Existem arritmias fatais desencadeadas por um fluxo rápido de adrenalina – felizmente são situações raras. Temos também a síndrome de Takotsubo ou de “coração partido” – com uma relação não linear com as emoções e pouco frequente. E existe o mais comum enfarte agudo do miocárdio, que todos os anos é fatal para cerca de 4 mil portugueses.

A primeira descrição de um enfarte do miocárdio está, curiosamente, ligada ao amor. Numa história muito presente na cultura persa e árabe desde o século VII, o poeta Qais ibn Al-Mulawah é encontrado sem vida após a notícia da morte de um amor proibido. Nas suas vestes está o último poema, com os versos a descrever a sintomatologia do enfarte agudo do miocárdio – uma sensação de aperto no peito, intensa, como se uma ave estivesse a esmagar o coração com as suas garras. Acrescento que se essa sensação de aperto súbito tiver a duração de mais de 10 minutos e for acompanhada de suores, falta de ar, náuseas ou vómitos, então estamos perante a apresentação típica de um enfarte, o que deve motivar de imediato um pedido de ajuda médica através dos serviços de urgência ou, preferencialmente, contactando o INEM.

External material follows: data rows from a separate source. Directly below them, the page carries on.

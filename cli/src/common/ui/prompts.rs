//! Dry-run rendering and interactive confirmation.

use crate::common::docker::types::ConfirmationInfo;
use crate::core::error::Result;
use anyhow::Context;
use std::io::{self, BufRead, Write};

/// Multi-line text form of a dry-run result.
pub fn render_confirmation(info: &ConfirmationInfo) -> String {
    let mut out = format!("{} [{}]\n", info.title, info.tier);
    if !info.description.is_empty() {
        out.push_str(&format!("  {}\n", info.description));
    }
    if info.resources.is_empty() {
        out.push_str("  Nothing to remove.\n");
    } else {
        for resource in &info.resources {
            out.push_str(&format!("  - {}\n", resource));
        }
    }
    for warning in &info.warnings {
        out.push_str(&format!("  Warning: {}\n", warning));
    }
    if info.reversible {
        out.push_str(&format!("  Reversible: {}\n", info.undo));
    } else {
        out.push_str("  Not reversible.\n");
    }
    out
}

/// Asks `question` on `output` and reads one answer line from `input`.
/// Only `y`/`yes` (any case) confirm; end of input declines.
pub fn confirm_with(question: &str, input: &mut impl BufRead, output: &mut impl Write) -> Result<bool> {
    write!(output, "{} [y/N] ", question)?;
    output.flush()?;
    let mut answer = String::new();
    input
        .read_line(&mut answer)
        .context("Failed to read confirmation")?;
    Ok(matches!(
        answer.trim().to_ascii_lowercase().as_str(),
        "y" | "yes"
    ))
}

pub fn confirm(question: &str) -> Result<bool> {
    confirm_with(question, &mut io::stdin().lock(), &mut io::stdout())
}

#[cfg(test)]
mod tests {
    use super::*;
    use crate::common::docker::types::SafetyTier;

    #[test]
    fn test_confirm_answers() {
        for (answer, expected) in [("y\n", true), ("YES\n", true), ("n\n", false), ("", false), ("maybe\n", false)] {
            let mut out = Vec::new();
            let confirmed = confirm_with("Remove?", &mut answer.as_bytes(), &mut out).unwrap();
            assert_eq!(confirmed, expected, "answer {:?}", answer);
            assert_eq!(String::from_utf8(out).unwrap(), "Remove? [y/N] ");
        }
    }

    #[test]
    fn test_render_confirmation() {
        let info = ConfirmationInfo::new(SafetyTier::HighRisk, "Remove image in use")
            .describe("Remove image app:v1.")
            .resources(vec!["app:v1 (4c0a1f6e2b9d)".into()])
            .warn("image used by 2 containers")
            .reversible("pull or rebuild the image");
        let text = render_confirmation(&info);
        assert!(text.starts_with("Remove image in use [high risk]\n"));
        assert!(text.contains("  - app:v1 (4c0a1f6e2b9d)\n"));
        assert!(text.contains("  Warning: image used by 2 containers\n"));
        assert!(text.contains("  Reversible: pull or rebuild the image\n"));

        let empty = render_confirmation(&ConfirmationInfo::new(SafetyTier::BulkDestructive, "Prune"));
        assert!(empty.contains("Nothing to remove."));
        assert!(empty.contains("Not reversible."));
    }
}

Mas que mal do coração é este enfarte agudo do miocárdio? Desde os egípcios que muitas culturas identificam o coração como o centro das emoções, mas a verdade é que é sobretudo composto por um músculo, o miocárdio, que ao contrair milhares de vezes por dia bombeia o sangue que alimenta as células dos nossos órgãos. Este trabalho constante do músculo miocárdio faz com que ele próprio tenha grandes necessidades de oxigénio e de energia. As suas células musculares são alimentadas pelo sangue que circula através dos canais de irrigação do coração – as artérias coronárias. O enfarte agudo do miocárdio acontece quando uma das artérias coronárias fica subitamente ocluída, ou entupida, em linguagem vulgar. Não passando sangue para alimentar a parte do músculo cardíaco envolvido, as células do miocárdio começam a sofrer e a morrer. Tal como no socorro a uma vítima de afogamento, existe um intervalo de tempo em que é possível salvá-la, mas para lá do qual pouco há a fazer. Para muitos doentes, esta janela de salvamento do miocárdio é de poucas horas, resultando na necessidade de reconhecimento dos sintomas, do contacto rápido com o INEM e da ativação atempada da ajuda médica.

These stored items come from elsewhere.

//! # Log Viewer Runtime
//!
//! File: cli/src/tui/runtime.rs
//!
//! Drives a [`LogViewer`] on a real terminal. Each loop iteration:
//!
//! 1. runs the commands the model returned (engine fetches, export, timers),
//! 2. redraws,
//! 3. checks the initial log fetch without waiting on it,
//! 4. hands queued stream entries to the model, a bounded batch per frame,
//! 5. fires expired status timers,
//! 6. waits up to 50ms for a key or resize event.
//!
//! The initial fetch stays pending across iterations, so keys keep flowing
//! while it runs and quitting drops it.
//!
//! The terminal is put into raw mode on the alternate screen for the lifetime
//! of a [`TerminalGuard`] and restored when it drops, including on errors.
//!
use super::render;
use super::viewer::{Command, LogViewer, Message, STATUS_TTL};
use crate::common::docker::service::LogStreamHandle;
use crate::common::docker::types::LogEntry;
use crate::common::docker::EngineService;
use crate::common::fs::io::{ensure_dir_exists, write_lines};
use crate::core::error::Result;
use anyhow::Context;
use crossterm::{
    event::{self, Event, KeyEventKind},
    execute,
    terminal::{disable_raw_mode, enable_raw_mode, EnterAlternateScreen, LeaveAlternateScreen},
};
use futures_util::future::{FutureExt, LocalBoxFuture};
use ratatui::{backend::CrosstermBackend, Terminal};
use std::collections::VecDeque;
use std::io::{self, Stdout};
use std::path::Path;
use std::time::{Duration, Instant};
use tokio::sync::mpsc::error::TryRecvError;
use tracing::{debug, info};

/// Input poll interval; also the redraw cadence while idle.
const POLL_INTERVAL: Duration = Duration::from_millis(50);
/// Stream entries handed to the model per frame.
const MAX_ENTRIES_PER_FRAME: usize = 500;

/// Raw mode plus alternate screen, undone on drop.
struct TerminalGuard {
    terminal: Terminal<CrosstermBackend<Stdout>>,
}

impl TerminalGuard {
    fn enter() -> Result<Self> {
        enable_raw_mode().context("Failed to enable raw terminal mode")?;
        let mut stdout = io::stdout();
        execute!(stdout, EnterAlternateScreen).context("Failed to enter alternate screen")?;
        let terminal = Terminal::new(CrosstermBackend::new(stdout))?;
        Ok(Self { terminal })
    }
}

impl Drop for TerminalGuard {
    fn drop(&mut self) {
        let _ = disable_raw_mode();
        let _ = execute!(self.terminal.backend_mut(), LeaveAlternateScreen);
        let _ = self.terminal.show_cursor();
    }
}

/// What the runtime holds on the model's behalf.
struct Effects<'a> {
    service: &'a EngineService,
    container_id: String,
    tail: u32,
    initial: Option<LocalBoxFuture<'a, Result<Vec<LogEntry>>>>,
    stream: Option<LogStreamHandle>,
    want_next: bool,
    timers: Vec<(Instant, u64)>,
}

impl<'a> Effects<'a> {
    fn new(service: &'a EngineService, container_id: &str, tail: u32) -> Self {
        Self {
            service,
            container_id: container_id.to_string(),
            tail,
            initial: None,
            stream: None,
            want_next: false,
            timers: Vec::new(),
        }
    }

    /// Runs one command. Returns the message it produced, if any.
    fn run(&mut self, cmd: Command) -> Option<Message> {
        match cmd {
            Command::None | Command::Quit => None,
            Command::FetchInitial => {
                let service = self.service;
                let id = self.container_id.clone();
                let tail = self.tail;
                self.initial =
                    Some(async move { service.get_container_logs(&id, tail).await }.boxed_local());
                None
            }
            Command::StartStream => {
                let handle = self.service.stream_container_logs(&self.container_id);
                let cancel = handle.cancel.clone();
                self.stream = Some(handle);
                Some(Message::StreamStarted(cancel))
            }
            Command::NextStreamItem => {
                self.want_next = true;
                None
            }
            Command::ClearStatusAfter(generation) => {
                self.timers.push((Instant::now() + STATUS_TTL, generation));
                None
            }
            Command::Export { path, lines } => Some(Message::ExportDone(export(&path, &lines))),
        }
    }

    /// The initial fetch's result, once it has one.
    fn poll_initial(&mut self) -> Option<Message> {
        let result = self.initial.as_mut()?.now_or_never()?;
        self.initial = None;
        Some(Message::InitialLogs(result))
    }

    /// Takes the next stream message if one is ready.
    async fn poll_stream(&mut self) -> Option<Message> {
        if !self.want_next {
            return None;
        }
        let handle = self.stream.as_mut()?;
        match handle.logs.try_recv() {
            Ok(entry) => {
                self.want_next = false;
                Some(Message::StreamLog(entry))
            }
            Err(TryRecvError::Empty) => None,
            Err(TryRecvError::Disconnected) => {
                // The worker closes `errors` right after `logs`.
                let err = handle.errors.recv().await;
                self.stream = None;
                self.want_next = false;
                Some(Message::StreamErr(err))
            }
        }
    }

    fn expired_timers(&mut self) -> Vec<u64> {
        let now = Instant::now();
        let (due, pending): (Vec<_>, Vec<_>) =
            self.timers.drain(..).partition(|(at, _)| *at <= now);
        self.timers = pending;
        due.into_iter().map(|(_, generation)| generation).collect()
    }
}

fn export(path: &Path, lines: &[String]) -> Result<usize> {
    if let Some(parent) = path.parent() {
        ensure_dir_exists(parent)?;
    }
    let count = write_lines(path, lines)?;
    info!("Exported {} log lines to {}", count, path.display());
    Ok(count)
}

/// Opens the interactive log viewer for one container and blocks until the user quits.
pub async fn run_log_viewer(
    service: &EngineService,
    mut viewer: LogViewer,
    container_id: &str,
    tail: u32,
) -> Result<()> {
    let mut guard = TerminalGuard::enter()?;
    let size = guard.terminal.size()?;
    viewer.update(Message::Resize(size.width, size.height));

    let mut effects = Effects::new(service, container_id, tail);
    let mut commands = VecDeque::from([viewer.init()]);

    loop {
        while let Some(cmd) = commands.pop_front() {
            if cmd == Command::Quit {
                debug!("Log viewer quitting");
                return Ok(());
            }
            if let Some(msg) = effects.run(cmd) {
                commands.push_back(viewer.update(msg));
            }
        }

        guard.terminal.draw(|f| render::draw(f, &viewer))?;

        if let Some(msg) = effects.poll_initial() {
            commands.push_back(viewer.update(msg));
        }

        for _ in 0..MAX_ENTRIES_PER_FRAME {
            match effects.poll_stream().await {
                Some(msg) => commands.push_back(viewer.update(msg)),
                None => break,
            }
            // Only the NextStreamItem request is expected here; run it now
            // so the next entry can be taken in the same frame.
            while let Some(Command::NextStreamItem) = commands.front() {
                commands.pop_front();
                effects.want_next = true;
            }
        }

        for generation in effects.expired_timers() {
            commands.push_back(viewer.update(Message::ClearStatus(generation)));
        }

        if !commands.is_empty() || !event::poll(POLL_INTERVAL)? {
            continue;
        }
        match event::read()? {
            Event::Key(key) if key.kind == KeyEventKind::Press => {
                commands.push_back(viewer.update(Message::Key(key)));
            }
            Event::Resize(width, height) => {
                commands.push_back(viewer.update(Message::Resize(width, height)));
            }
            _ => {}
        }
    }
}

Entre 2007 e 2020, a mortalidade do enfarte agudo do miocárdio teve uma redução de 36% no nosso país. Um dos grandes contributos para este sucesso veio da Via Verde Coronária. Equipas de profissionais de saúde, lideradas pelos cardiologistas de intervenção, estão permanentemente prontas a acudir às vítimas de enfarte. Estas equipas tentam desobstruir a artéria coronária culpada, através de um cateterismo cardíaco. Com o retomar da circulação do sangue na artéria coronária, as células do músculo cardíaco que ainda não morreram são salvas e a perda de músculo cardíaco é limitada. Quanto mais rápido for retomada a circulação coronária, mais músculo se salva, daí a expressão “tempo é miocárdio”.

Hoje é o Dia Nacional do Doente Coronário e o Dia dos Namorados. Não posso deixar que o amor seja apontado como culpado do enfarte do miocárdio. A grande culpada é a doença coronária aterosclerótica, ou seja, a acumulação de placas de gordura que entopem as coronárias, com a sua formação a ser promovida pelos fatores de risco cardiovascular já bem conhecidos: o tabagismo, a diabetes, a hipertensão arterial, o sedentarismo. As emoções podem ser o gatilho para o início de um enfarte – que iria acontecer de qualquer forma pois a doença já lá estava – mas não são a sua causa.

Antes pelo contrário. São vários os estudos que apontam que ter alguém que amamos contribui para uma melhor saúde cardíaca, seja pela redução da tensão arterial e do stress, seja por facilitar a adoção de estilos de vida saudáveis ou ainda pelo apoio na doença e suporte no tratamento. No final são os poetas que melhor resumem o que é importante na vida e, como escreveu Neruda, “Morre lentamente, quem evita uma paixão…”.